- [Work request]: Give all of the records again. Match them exactly.

- [The input]:
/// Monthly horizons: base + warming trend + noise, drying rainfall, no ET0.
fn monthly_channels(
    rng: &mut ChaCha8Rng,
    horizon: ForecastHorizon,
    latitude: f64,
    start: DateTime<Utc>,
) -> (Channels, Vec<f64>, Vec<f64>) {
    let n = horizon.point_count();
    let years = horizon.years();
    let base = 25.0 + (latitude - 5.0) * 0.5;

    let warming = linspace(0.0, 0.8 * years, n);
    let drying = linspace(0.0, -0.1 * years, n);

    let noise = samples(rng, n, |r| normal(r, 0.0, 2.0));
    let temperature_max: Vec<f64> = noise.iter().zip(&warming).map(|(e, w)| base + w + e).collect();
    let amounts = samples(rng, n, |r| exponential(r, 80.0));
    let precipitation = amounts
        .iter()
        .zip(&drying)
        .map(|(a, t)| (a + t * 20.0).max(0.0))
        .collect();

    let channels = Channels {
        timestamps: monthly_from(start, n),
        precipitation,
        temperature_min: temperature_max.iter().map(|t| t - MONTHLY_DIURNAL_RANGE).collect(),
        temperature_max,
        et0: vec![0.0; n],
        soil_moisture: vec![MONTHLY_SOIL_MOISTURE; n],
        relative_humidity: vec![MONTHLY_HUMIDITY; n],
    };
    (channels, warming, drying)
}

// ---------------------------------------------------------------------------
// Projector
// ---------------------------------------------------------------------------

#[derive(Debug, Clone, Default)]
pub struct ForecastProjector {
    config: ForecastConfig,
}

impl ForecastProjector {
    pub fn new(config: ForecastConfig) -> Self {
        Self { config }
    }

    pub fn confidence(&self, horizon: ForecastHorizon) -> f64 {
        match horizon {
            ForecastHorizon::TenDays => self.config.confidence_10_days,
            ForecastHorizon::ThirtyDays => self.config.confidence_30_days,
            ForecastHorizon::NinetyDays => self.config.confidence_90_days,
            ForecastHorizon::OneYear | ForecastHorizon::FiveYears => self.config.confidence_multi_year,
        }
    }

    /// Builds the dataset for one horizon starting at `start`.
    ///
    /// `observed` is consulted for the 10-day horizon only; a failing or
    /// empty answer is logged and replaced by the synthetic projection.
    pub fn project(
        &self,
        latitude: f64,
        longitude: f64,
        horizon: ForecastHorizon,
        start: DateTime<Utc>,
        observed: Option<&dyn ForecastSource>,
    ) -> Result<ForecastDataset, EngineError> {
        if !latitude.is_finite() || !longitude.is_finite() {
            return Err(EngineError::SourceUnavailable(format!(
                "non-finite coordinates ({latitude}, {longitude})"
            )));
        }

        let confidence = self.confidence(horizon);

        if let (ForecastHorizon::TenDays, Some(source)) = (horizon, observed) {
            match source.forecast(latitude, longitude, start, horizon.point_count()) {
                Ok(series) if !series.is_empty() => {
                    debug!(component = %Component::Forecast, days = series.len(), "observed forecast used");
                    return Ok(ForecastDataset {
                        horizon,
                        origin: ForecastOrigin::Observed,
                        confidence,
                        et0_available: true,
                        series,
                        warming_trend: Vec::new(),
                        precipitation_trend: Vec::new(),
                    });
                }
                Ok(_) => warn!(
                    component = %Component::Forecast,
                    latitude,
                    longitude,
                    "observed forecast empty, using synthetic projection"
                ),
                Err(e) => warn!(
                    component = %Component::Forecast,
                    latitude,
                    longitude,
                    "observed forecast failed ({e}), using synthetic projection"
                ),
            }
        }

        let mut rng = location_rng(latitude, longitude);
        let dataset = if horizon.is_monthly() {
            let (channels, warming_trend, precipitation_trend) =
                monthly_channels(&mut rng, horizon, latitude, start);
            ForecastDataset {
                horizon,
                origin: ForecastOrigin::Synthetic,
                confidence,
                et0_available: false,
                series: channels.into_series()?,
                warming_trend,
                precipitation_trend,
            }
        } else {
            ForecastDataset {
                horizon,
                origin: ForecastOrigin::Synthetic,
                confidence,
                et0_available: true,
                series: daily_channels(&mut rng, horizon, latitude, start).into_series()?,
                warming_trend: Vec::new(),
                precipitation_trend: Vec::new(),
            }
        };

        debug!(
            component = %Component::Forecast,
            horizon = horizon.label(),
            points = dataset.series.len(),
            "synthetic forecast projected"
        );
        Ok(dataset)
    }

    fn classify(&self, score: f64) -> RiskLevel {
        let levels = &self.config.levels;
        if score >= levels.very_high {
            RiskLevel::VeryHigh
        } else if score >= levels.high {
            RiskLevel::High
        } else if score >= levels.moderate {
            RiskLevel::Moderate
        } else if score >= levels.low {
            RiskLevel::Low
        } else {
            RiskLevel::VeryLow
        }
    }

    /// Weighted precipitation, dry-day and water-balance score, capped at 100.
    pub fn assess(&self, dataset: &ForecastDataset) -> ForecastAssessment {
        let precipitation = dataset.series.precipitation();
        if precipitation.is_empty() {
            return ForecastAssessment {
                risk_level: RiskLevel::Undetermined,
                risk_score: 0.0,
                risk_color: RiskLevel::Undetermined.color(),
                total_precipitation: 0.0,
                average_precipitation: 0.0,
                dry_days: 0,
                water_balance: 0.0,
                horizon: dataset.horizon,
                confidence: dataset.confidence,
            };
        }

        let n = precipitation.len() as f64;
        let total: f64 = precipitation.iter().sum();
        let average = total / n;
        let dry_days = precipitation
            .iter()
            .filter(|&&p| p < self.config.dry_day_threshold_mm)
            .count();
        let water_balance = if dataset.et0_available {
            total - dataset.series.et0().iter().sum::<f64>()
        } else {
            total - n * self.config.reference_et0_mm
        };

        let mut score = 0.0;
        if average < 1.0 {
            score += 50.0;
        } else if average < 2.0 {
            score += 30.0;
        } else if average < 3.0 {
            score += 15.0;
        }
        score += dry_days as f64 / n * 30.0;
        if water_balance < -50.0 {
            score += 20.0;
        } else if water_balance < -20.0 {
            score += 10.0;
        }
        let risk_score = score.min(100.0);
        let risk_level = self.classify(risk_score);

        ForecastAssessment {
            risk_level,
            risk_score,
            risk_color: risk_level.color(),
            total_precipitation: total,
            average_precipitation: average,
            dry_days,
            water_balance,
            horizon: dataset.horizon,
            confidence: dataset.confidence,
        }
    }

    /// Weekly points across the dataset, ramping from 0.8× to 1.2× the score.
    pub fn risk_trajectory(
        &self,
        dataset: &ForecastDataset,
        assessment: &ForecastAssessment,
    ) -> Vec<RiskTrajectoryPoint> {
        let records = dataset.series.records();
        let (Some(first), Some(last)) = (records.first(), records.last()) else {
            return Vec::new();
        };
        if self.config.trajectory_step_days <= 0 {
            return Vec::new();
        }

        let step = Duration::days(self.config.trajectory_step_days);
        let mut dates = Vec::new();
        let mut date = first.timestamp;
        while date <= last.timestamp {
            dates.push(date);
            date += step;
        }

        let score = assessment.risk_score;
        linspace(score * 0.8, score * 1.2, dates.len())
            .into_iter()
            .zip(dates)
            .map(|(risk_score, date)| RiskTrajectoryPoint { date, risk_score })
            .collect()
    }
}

- [Finished exercise]:
/// Monthly horizons: base + warming trend + noise, drying rainfall, no ET0.
fn monthly_channels(
    rng: &mut ChaCha8Rng,
    horizon: ForecastHorizon,
    latitude: f64,
    start: DateTime<Utc>,
) -> (Channels, Vec<f64>, Vec<f64>) {
    let n = horizon.point_count();
    let years = horizon.years();
    let base = 25.0 + (latitude - 5.0) * 0.5;

    let warming = linspace(0.0, 0.8 * years, n);
    let drying = linspace(0.0, -0.1 * years, n);

    let noise = samples(rng, n, |r| normal(r, 0.0, 2.0));
    let temperature_max: Vec<f64> = noise.iter().zip(&warming).map(|(e, w)| base + w + e).collect();
    let amounts = samples(rng, n, |r| exponential(r, 80.0));
    let precipitation = amounts
        .iter()
        .zip(&drying)
        .map(|(a, t)| (a + t * 20.0).max(0.0))
        .collect();

    let channels = Channels {
        timestamps: monthly_from(start, n),
        precipitation,
        temperature_min: temperature_max.iter().map(|t| t - MONTHLY_DIURNAL_RANGE).collect(),
        temperature_max,
        et0: vec![0.0; n],
        soil_moisture: vec![MONTHLY_SOIL_MOISTURE; n],
        relative_humidity: vec![MONTHLY_HUMIDITY; n],
    };
    (channels, warming, drying)
}

// ---------------------------------------------------------------------------
// Projector
// ---------------------------------------------------------------------------

#[derive(Debug, Clone, Default)]
pub struct ForecastProjector {
    config: ForecastConfig,
}

impl ForecastProjector {
    pub fn new(config: ForecastConfig) -> Self {
        Self { config }
    }

    pub fn confidence(&self, horizon: ForecastHorizon) -> f64 {
        match horizon {
            ForecastHorizon::TenDays => self.config.confidence_10_days,
            ForecastHorizon::ThirtyDays => self.config.confidence_30_days,
            ForecastHorizon::NinetyDays => self.config.confidence_90_days,
            ForecastHorizon::OneYear | ForecastHorizon::FiveYears => self.config.confidence_multi_year,
        }
    }

    /// Builds the dataset for one horizon starting at `start`.
    ///
    /// `observed` is consulted for the 10-day horizon only; a failing or
    /// empty answer is logged and replaced by the synthetic projection.
    pub fn project(
        &self,
        latitude: f64,
        longitude: f64,
        horizon: ForecastHorizon,
        start: DateTime<Utc>,
        observed: Option<&dyn ForecastSource>,
    ) -> Result<ForecastDataset, EngineError> {
        if !latitude.is_finite() || !longitude.is_finite() {
            return Err(EngineError::SourceUnavailable(format!(
                "non-finite coordinates ({latitude}, {longitude})"
            )));
        }

        let confidence = self.confidence(horizon);

        if let (ForecastHorizon::TenDays, Some(source)) = (horizon, observed) {
            match source.forecast(latitude, longitude, start, horizon.point_count()) {
                Ok(series) if !series.is_empty() => {
                    debug!(component = %Component::Forecast, days = series.len(), "observed forecast used");
                    return Ok(ForecastDataset {
                        horizon,
                        origin: ForecastOrigin::Observed,
                        confidence,
                        et0_available: true,
                        series,
                        warming_trend: Vec::new(),
                        precipitation_trend: Vec::new(),
                    });
                }
                Ok(_) => warn!(
                    component = %Component::Forecast,
                    latitude,
                    longitude,
                    "observed forecast empty, using synthetic projection"
                ),
                Err(e) => warn!(
                    component = %Component::Forecast,
                    latitude,
                    longitude,
                    "observed forecast failed ({e}), using synthetic projection"
                ),
            }
        }

        let mut rng = location_rng(latitude, longitude);
        let dataset = if horizon.is_monthly() {
            let (channels, warming_trend, precipitation_trend) =
                monthly_channels(&mut rng, horizon, latitude, start);
            ForecastDataset {
                horizon,
                origin: ForecastOrigin::Synthetic,
                confidence,
                et0_available: false,
                series: channels.into_series()?,
                warming_trend,
                precipitation_trend,
            }
        } else {
            ForecastDataset {
                horizon,
                origin: ForecastOrigin::Synthetic,
                confidence,
                et0_available: true,
                series: daily_channels(&mut rng, horizon, latitude, start).into_series()?,
                warming_trend: Vec::new(),
                precipitation_trend: Vec::new(),
            }
        };

        debug!(
            component = %Component::Forecast,
            horizon = horizon.label(),
            points = dataset.series.len(),
            "synthetic forecast projected"
        );
        Ok(dataset)
    }

    fn classify(&self, score: f64) -> RiskLevel {
        let levels = &self.config.levels;
        if score >= levels.very_high {
            RiskLevel::VeryHigh
        } else if score >= levels.high {
            RiskLevel::High
        } else if score >= levels.moderate {
            RiskLevel::Moderate
        } else if score >= levels.low {
            RiskLevel::Low
        } else {
            RiskLevel::VeryLow
        }
    }

    /// Weighted precipitation, dry-day and water-balance score, capped at 100.
    pub fn assess(&self, dataset: &ForecastDataset) -> ForecastAssessment {
        let precipitation = dataset.series.precipitation();
        if precipitation.is_empty() {
            return ForecastAssessment {
                risk_level: RiskLevel::Undetermined,
                risk_score: 0.0,
                risk_color: RiskLevel::Undetermined.color(),
                total_precipitation: 0.0,
                average_precipitation: 0.0,
                dry_days: 0,
                water_balance: 0.0,
                horizon: dataset.horizon,
                confidence: dataset.confidence,
            };
        }

        let n = precipitation.len() as f64;
        let total: f64 = precipitation.iter().sum();
        let average = total / n;
        let dry_days = precipitation
            .iter()
            .filter(|&&p| p < self.config.dry_day_threshold_mm)
            .count();
        let water_balance = if dataset.et0_available {
            total - dataset.series.et0().iter().sum::<f64>()
        } else {
            total - n * self.config.reference_et0_mm
        };

        let mut score = 0.0;
        if average < 1.0 {
            score += 50.0;
        } else if average < 2.0 {
            score += 30.0;
        } else if average < 3.0 {
            score += 15.0;
        }
        score += dry_days as f64 / n * 30.0;
        if water_balance < -50.0 {
            score += 20.0;
        } else if water_balance < -20.0 {
            score += 10.0;
        }
        let risk_score = score.min(100.0);
        let risk_level = self.classify(risk_score);

        ForecastAssessment {
            risk_level,
            risk_score,
            risk_color: risk_level.color(),
            total_precipitation: total,
            average_precipitation: average,
            dry_days,
            water_balance,
            horizon: dataset.horizon,
            confidence: dataset.confidence,
        }
    }

    /// Weekly points across the dataset, ramping from 0.8× to 1.2× the score.
    pub fn risk_trajectory(
        &self,
        dataset: &ForecastDataset,
        assessment: &ForecastAssessment,
    ) -> Vec<RiskTrajectoryPoint> {
        let records = dataset.series.records();
        let (Some(first), Some(last)) = (records.first(), records.last()) else {
            return Vec::new();
        };
        if self.config.trajectory_step_days <= 0 {
            return Vec::new();
        }

        let step = Duration::days(self.config.trajectory_step_days);
        let mut dates = Vec::new();
        let mut date = first.timestamp;
        while date <= last.timestamp {
            dates.push(date);
            date += step;
        }

        let score = assessment.risk_score;
        linspace(score * 0.8, score * 1.2, dates.len())
            .into_iter()
            .zip(dates)
            .map(|(risk_score, date)| RiskTrajectoryPoint { date, risk_score })
            .collect()
    }
}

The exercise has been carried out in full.